> _WHAT TO DO_: Search the listing for the word "under" and return each line that contains it.

> _RECORDED DATA_:
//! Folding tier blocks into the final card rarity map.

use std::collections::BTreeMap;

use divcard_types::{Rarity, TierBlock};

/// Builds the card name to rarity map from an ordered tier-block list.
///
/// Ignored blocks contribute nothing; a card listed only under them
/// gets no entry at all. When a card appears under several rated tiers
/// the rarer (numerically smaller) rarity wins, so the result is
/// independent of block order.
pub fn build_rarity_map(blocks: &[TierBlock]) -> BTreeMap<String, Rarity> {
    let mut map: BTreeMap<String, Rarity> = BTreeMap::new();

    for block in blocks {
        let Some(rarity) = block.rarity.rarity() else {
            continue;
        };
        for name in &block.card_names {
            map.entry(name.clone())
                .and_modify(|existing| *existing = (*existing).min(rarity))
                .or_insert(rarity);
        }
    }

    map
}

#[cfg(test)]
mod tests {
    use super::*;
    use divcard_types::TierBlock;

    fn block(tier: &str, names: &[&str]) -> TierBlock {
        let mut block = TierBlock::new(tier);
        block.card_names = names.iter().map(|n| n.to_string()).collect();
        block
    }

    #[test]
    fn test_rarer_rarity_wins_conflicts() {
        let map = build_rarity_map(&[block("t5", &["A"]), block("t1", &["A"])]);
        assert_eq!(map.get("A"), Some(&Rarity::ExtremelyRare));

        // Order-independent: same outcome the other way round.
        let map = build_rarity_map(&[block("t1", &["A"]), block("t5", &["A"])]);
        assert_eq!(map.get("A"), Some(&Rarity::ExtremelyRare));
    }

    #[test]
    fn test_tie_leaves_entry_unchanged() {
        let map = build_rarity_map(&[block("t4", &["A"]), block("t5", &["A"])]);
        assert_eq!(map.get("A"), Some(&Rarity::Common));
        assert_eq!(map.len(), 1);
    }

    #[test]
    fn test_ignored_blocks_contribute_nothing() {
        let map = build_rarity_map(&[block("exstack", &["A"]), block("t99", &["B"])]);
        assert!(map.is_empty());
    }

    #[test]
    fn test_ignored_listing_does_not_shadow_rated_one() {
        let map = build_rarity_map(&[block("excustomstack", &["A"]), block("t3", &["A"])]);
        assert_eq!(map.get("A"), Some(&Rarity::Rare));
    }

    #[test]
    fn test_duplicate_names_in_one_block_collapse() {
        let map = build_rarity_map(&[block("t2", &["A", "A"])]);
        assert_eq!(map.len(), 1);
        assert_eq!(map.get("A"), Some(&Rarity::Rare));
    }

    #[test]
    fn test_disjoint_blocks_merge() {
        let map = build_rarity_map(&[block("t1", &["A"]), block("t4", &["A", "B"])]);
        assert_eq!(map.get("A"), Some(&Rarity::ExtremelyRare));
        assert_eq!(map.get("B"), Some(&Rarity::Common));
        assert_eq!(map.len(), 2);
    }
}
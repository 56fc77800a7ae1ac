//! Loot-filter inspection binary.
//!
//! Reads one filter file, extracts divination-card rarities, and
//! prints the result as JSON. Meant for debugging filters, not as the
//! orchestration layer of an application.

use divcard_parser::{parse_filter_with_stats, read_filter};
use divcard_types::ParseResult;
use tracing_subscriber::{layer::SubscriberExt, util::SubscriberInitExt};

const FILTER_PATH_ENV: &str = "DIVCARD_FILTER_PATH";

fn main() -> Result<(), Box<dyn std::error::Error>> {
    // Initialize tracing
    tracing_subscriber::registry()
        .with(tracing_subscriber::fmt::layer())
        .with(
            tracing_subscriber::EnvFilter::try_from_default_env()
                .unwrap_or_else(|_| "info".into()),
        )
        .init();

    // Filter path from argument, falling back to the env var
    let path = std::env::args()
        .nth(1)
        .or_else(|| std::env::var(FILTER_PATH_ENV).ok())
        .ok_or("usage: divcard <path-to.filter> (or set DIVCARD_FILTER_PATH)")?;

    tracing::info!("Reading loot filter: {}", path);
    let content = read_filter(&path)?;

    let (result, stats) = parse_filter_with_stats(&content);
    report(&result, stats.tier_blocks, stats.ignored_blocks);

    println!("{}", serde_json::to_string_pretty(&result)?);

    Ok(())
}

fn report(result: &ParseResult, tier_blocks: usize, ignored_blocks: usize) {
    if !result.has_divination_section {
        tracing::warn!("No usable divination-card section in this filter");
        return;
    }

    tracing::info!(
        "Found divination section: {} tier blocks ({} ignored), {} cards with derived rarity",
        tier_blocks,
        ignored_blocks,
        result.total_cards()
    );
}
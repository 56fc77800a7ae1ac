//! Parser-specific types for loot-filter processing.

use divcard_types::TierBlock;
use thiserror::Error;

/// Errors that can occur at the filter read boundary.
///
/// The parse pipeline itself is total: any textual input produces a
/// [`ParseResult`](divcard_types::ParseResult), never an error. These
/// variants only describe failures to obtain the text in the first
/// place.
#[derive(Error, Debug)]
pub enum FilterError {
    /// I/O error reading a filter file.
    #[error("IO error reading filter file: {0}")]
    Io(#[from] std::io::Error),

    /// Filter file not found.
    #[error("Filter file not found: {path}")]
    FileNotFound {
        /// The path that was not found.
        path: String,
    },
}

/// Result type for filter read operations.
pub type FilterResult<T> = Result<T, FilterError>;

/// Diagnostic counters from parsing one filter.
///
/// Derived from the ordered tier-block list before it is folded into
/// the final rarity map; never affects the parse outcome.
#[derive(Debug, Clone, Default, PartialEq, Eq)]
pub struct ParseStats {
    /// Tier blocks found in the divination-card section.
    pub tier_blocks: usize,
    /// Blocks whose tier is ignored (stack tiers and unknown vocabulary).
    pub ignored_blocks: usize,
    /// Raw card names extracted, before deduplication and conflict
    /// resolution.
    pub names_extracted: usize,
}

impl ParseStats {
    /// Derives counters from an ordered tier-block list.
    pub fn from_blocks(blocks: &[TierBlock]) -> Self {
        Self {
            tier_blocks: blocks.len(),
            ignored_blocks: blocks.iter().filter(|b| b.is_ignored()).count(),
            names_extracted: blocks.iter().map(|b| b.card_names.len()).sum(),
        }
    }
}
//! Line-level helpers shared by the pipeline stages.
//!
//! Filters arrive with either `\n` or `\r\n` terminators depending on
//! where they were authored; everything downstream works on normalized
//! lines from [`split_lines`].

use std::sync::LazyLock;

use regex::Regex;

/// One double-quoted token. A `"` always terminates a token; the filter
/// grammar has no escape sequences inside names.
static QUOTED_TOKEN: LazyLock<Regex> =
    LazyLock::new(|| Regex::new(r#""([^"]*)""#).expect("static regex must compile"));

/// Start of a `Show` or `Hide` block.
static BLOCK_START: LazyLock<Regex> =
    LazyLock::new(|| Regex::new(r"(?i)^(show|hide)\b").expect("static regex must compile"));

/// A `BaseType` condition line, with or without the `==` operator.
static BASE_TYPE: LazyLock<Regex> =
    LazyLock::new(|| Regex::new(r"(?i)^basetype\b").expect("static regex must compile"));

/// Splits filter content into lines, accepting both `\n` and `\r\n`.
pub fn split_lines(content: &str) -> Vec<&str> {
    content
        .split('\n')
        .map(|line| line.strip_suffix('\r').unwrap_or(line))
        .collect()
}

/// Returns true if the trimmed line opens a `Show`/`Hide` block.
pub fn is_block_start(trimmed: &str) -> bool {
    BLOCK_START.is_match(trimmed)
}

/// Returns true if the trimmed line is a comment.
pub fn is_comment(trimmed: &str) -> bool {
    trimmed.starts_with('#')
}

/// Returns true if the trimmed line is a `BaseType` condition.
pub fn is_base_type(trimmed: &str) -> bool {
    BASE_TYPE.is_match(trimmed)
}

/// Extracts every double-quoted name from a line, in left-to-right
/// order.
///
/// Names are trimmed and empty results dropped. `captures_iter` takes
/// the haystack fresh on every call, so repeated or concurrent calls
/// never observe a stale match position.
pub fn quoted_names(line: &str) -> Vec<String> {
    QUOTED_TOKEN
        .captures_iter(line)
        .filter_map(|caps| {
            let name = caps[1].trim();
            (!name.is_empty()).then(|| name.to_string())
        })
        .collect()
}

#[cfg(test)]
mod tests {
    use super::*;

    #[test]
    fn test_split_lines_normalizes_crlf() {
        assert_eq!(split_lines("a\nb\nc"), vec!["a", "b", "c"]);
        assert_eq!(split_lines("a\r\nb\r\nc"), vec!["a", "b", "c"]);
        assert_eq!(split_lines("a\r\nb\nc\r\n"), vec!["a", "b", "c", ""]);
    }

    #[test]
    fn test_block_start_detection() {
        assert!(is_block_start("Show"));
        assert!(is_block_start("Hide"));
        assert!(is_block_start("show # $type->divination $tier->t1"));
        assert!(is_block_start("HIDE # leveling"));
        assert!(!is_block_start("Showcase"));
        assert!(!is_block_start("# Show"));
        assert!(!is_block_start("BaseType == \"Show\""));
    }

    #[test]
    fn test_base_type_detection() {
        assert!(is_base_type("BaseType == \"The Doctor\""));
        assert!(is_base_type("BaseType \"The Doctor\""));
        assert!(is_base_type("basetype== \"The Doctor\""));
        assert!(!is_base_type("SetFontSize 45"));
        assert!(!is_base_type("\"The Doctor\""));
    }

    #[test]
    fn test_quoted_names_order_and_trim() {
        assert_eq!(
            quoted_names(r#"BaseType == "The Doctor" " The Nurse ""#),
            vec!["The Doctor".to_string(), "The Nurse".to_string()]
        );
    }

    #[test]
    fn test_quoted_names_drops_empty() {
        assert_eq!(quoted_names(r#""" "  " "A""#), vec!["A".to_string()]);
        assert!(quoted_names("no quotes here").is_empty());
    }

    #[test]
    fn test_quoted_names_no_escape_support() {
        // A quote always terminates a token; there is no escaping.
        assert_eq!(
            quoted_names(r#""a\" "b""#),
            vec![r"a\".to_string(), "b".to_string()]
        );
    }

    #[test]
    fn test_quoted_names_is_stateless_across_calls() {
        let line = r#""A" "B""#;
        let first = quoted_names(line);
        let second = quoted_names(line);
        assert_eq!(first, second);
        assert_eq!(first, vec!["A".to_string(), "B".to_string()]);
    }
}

> _EXPECTED OUTPUT_:
/// Ignored blocks contribute nothing; a card listed only under them
/// gets no entry at all. When a card appears under several rated tiers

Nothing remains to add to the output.